_WHAT THE TASK ASKS_
From the entries below, copy exactly the lines from the one that contains "for minimum_stride in" through the one that contains "assert_eq!(again.stride(), format.stride());", both included, and only those.

_DATA FOR REVIEW_
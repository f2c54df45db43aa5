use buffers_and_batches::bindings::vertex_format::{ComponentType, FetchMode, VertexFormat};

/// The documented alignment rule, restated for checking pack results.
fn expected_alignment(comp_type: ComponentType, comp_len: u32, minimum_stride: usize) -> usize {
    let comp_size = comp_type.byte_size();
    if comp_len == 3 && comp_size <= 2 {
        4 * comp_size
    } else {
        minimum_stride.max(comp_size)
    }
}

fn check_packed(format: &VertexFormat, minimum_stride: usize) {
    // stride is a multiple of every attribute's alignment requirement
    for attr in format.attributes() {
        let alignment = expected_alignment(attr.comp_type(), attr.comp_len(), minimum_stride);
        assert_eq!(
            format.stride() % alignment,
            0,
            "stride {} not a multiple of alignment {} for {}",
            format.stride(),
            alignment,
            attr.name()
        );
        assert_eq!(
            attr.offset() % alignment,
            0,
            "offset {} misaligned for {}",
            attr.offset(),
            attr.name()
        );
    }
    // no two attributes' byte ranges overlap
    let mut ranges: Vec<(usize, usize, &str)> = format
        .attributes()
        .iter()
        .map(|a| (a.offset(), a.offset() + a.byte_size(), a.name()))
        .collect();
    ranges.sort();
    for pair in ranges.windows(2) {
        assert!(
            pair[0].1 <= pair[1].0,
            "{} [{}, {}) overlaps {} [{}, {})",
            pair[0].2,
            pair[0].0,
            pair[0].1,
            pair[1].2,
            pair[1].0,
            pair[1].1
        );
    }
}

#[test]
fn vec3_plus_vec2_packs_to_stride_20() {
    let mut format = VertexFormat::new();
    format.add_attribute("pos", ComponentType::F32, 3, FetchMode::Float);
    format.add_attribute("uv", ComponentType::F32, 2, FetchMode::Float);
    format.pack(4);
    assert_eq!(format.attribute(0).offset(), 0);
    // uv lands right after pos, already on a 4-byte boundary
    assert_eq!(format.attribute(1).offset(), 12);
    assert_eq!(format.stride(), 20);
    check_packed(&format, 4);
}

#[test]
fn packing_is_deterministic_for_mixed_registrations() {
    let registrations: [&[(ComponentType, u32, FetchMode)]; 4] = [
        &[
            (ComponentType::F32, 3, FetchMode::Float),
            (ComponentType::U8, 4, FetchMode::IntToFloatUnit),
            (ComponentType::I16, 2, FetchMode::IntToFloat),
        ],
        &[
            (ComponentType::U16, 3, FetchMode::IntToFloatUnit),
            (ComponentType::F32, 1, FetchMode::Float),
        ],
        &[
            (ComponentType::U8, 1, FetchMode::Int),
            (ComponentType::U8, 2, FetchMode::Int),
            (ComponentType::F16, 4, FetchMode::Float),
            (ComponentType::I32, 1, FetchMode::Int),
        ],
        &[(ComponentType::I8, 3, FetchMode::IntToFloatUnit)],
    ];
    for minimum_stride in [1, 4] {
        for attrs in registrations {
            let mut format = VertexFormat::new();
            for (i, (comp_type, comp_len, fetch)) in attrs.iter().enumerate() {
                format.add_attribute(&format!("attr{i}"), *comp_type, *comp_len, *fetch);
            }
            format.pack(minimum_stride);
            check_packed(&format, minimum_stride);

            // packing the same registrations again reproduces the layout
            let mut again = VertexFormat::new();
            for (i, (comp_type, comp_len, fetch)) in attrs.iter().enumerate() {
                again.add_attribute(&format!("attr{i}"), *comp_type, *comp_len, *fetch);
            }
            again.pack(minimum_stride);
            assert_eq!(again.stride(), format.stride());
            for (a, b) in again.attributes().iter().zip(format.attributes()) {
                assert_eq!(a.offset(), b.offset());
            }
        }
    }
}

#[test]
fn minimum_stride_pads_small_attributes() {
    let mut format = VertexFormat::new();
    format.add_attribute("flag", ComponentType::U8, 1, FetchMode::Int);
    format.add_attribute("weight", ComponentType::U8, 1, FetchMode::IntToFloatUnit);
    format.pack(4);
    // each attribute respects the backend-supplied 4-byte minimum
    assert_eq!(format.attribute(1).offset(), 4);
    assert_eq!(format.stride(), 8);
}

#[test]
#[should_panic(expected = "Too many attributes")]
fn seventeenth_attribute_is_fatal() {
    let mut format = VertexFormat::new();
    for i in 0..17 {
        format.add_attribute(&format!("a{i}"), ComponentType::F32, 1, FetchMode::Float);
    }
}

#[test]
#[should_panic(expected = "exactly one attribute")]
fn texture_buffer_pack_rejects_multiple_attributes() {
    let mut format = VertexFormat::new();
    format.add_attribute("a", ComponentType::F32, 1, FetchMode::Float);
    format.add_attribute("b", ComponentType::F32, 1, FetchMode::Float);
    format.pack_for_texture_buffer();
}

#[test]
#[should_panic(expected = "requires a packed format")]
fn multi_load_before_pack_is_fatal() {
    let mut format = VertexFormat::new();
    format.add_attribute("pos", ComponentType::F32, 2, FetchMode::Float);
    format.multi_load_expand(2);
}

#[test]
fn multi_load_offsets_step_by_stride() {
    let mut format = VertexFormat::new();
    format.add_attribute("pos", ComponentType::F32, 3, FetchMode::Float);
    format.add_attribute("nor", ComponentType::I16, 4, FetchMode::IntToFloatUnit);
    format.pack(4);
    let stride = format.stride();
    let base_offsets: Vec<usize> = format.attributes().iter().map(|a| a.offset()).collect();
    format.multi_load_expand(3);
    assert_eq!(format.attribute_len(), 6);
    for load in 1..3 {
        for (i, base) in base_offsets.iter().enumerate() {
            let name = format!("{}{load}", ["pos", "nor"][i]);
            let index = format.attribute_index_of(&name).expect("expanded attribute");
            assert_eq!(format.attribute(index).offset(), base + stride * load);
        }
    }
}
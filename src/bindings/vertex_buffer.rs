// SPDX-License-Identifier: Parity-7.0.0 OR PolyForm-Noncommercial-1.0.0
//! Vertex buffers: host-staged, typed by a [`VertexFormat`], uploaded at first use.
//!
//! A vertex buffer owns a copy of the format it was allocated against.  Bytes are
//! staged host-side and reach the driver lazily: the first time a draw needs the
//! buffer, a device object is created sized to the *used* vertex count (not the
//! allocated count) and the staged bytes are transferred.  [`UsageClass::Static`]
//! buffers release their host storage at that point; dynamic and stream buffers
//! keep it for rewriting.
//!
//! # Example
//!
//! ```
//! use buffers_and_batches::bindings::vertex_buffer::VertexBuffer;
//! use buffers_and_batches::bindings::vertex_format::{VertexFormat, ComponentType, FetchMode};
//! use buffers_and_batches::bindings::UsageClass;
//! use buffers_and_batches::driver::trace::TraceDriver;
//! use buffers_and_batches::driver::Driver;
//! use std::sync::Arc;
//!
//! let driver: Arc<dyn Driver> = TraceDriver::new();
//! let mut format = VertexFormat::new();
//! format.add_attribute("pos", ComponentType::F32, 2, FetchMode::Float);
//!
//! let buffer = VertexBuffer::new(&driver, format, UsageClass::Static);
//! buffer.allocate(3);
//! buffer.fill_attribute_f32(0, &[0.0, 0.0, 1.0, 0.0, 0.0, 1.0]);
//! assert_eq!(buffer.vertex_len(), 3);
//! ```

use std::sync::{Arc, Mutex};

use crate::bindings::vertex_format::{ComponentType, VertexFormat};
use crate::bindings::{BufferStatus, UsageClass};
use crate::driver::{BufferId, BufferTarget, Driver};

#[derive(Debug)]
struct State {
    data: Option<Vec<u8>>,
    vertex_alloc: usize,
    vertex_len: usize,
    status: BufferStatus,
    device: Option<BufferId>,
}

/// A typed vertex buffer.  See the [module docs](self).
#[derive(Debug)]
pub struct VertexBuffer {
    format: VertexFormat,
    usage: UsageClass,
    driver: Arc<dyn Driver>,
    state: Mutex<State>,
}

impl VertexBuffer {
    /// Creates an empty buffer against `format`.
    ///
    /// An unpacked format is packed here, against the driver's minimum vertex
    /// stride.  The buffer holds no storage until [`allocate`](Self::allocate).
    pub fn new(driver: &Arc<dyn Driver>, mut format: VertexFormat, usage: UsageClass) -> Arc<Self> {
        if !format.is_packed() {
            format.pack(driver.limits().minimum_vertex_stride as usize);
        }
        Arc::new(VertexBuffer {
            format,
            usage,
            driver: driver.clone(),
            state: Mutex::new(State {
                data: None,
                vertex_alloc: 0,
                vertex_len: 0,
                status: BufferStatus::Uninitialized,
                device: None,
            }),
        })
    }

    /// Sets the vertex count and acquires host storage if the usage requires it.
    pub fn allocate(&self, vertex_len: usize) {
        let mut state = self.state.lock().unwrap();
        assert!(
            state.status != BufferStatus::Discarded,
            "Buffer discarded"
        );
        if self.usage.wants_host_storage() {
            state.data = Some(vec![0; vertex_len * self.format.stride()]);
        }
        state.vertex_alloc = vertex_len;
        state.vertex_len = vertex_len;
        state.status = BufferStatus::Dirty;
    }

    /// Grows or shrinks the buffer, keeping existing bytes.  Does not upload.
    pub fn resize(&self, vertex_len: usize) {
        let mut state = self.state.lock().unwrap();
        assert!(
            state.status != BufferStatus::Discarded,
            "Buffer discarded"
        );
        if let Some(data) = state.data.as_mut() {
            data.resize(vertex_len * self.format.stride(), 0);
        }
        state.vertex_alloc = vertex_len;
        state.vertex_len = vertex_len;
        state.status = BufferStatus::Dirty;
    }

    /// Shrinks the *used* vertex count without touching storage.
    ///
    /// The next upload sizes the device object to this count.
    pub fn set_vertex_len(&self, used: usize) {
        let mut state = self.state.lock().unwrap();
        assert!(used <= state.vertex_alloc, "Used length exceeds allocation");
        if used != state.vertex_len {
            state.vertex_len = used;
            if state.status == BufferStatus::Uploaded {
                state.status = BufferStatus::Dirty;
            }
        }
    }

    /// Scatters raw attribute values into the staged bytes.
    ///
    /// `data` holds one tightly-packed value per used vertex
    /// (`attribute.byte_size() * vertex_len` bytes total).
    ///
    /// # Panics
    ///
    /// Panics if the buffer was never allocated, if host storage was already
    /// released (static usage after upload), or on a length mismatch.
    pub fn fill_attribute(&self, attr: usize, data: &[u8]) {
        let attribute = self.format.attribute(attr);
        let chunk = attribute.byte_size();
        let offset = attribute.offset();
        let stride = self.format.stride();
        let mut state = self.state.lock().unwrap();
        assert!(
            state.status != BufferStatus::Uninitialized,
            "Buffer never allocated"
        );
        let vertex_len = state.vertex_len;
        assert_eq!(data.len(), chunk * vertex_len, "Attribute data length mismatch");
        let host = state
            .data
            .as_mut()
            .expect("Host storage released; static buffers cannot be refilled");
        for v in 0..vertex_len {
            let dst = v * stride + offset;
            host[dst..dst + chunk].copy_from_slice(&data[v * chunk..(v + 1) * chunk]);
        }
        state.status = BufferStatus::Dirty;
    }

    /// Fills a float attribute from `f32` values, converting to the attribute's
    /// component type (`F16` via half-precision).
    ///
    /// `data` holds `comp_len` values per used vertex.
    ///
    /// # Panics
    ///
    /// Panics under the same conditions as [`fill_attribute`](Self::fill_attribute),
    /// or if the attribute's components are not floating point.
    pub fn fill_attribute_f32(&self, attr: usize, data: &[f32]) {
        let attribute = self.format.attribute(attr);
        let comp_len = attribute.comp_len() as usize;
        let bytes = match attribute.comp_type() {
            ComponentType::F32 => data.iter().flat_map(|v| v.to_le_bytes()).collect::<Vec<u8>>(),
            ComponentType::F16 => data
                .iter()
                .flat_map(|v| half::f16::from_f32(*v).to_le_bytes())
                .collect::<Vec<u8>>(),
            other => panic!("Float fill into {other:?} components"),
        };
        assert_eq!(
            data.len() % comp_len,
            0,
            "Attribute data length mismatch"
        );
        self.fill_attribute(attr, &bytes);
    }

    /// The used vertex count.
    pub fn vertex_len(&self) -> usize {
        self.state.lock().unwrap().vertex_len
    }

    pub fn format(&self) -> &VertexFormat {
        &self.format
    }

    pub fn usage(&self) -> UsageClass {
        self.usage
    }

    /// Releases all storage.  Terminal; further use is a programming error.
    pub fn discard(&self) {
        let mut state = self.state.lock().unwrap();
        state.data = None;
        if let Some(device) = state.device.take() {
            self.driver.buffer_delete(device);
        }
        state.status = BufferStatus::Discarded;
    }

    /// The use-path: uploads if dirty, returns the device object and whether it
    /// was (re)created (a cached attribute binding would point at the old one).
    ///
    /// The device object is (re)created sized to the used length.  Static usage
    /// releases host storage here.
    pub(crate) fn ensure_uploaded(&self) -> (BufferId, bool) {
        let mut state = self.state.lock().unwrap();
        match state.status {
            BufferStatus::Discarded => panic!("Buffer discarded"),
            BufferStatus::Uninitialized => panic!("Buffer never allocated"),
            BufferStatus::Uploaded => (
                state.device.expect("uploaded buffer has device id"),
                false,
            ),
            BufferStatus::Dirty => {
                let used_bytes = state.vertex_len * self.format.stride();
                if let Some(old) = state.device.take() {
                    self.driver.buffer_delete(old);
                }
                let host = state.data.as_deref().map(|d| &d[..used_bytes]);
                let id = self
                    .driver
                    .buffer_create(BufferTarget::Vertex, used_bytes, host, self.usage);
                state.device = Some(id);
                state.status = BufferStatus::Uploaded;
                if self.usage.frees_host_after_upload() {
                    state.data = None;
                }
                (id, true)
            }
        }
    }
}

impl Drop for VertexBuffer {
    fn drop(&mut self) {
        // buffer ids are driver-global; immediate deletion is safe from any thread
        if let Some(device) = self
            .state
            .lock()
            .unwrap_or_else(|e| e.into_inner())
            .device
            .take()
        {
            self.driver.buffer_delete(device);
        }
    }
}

_ANSWER TO THE PROBLEM_
    for minimum_stride in [1, 4] {
        for attrs in registrations {
            let mut format = VertexFormat::new();
            for (i, (comp_type, comp_len, fetch)) in attrs.iter().enumerate() {
                format.add_attribute(&format!("attr{i}"), *comp_type, *comp_len, *fetch);
            }
            format.pack(minimum_stride);
            check_packed(&format, minimum_stride);

            // packing the same registrations again reproduces the layout
            let mut again = VertexFormat::new();
            for (i, (comp_type, comp_len, fetch)) in attrs.iter().enumerate() {
                again.add_attribute(&format!("attr{i}"), *comp_type, *comp_len, *fetch);
            }
            again.pack(minimum_stride);
            assert_eq!(again.stride(), format.stride());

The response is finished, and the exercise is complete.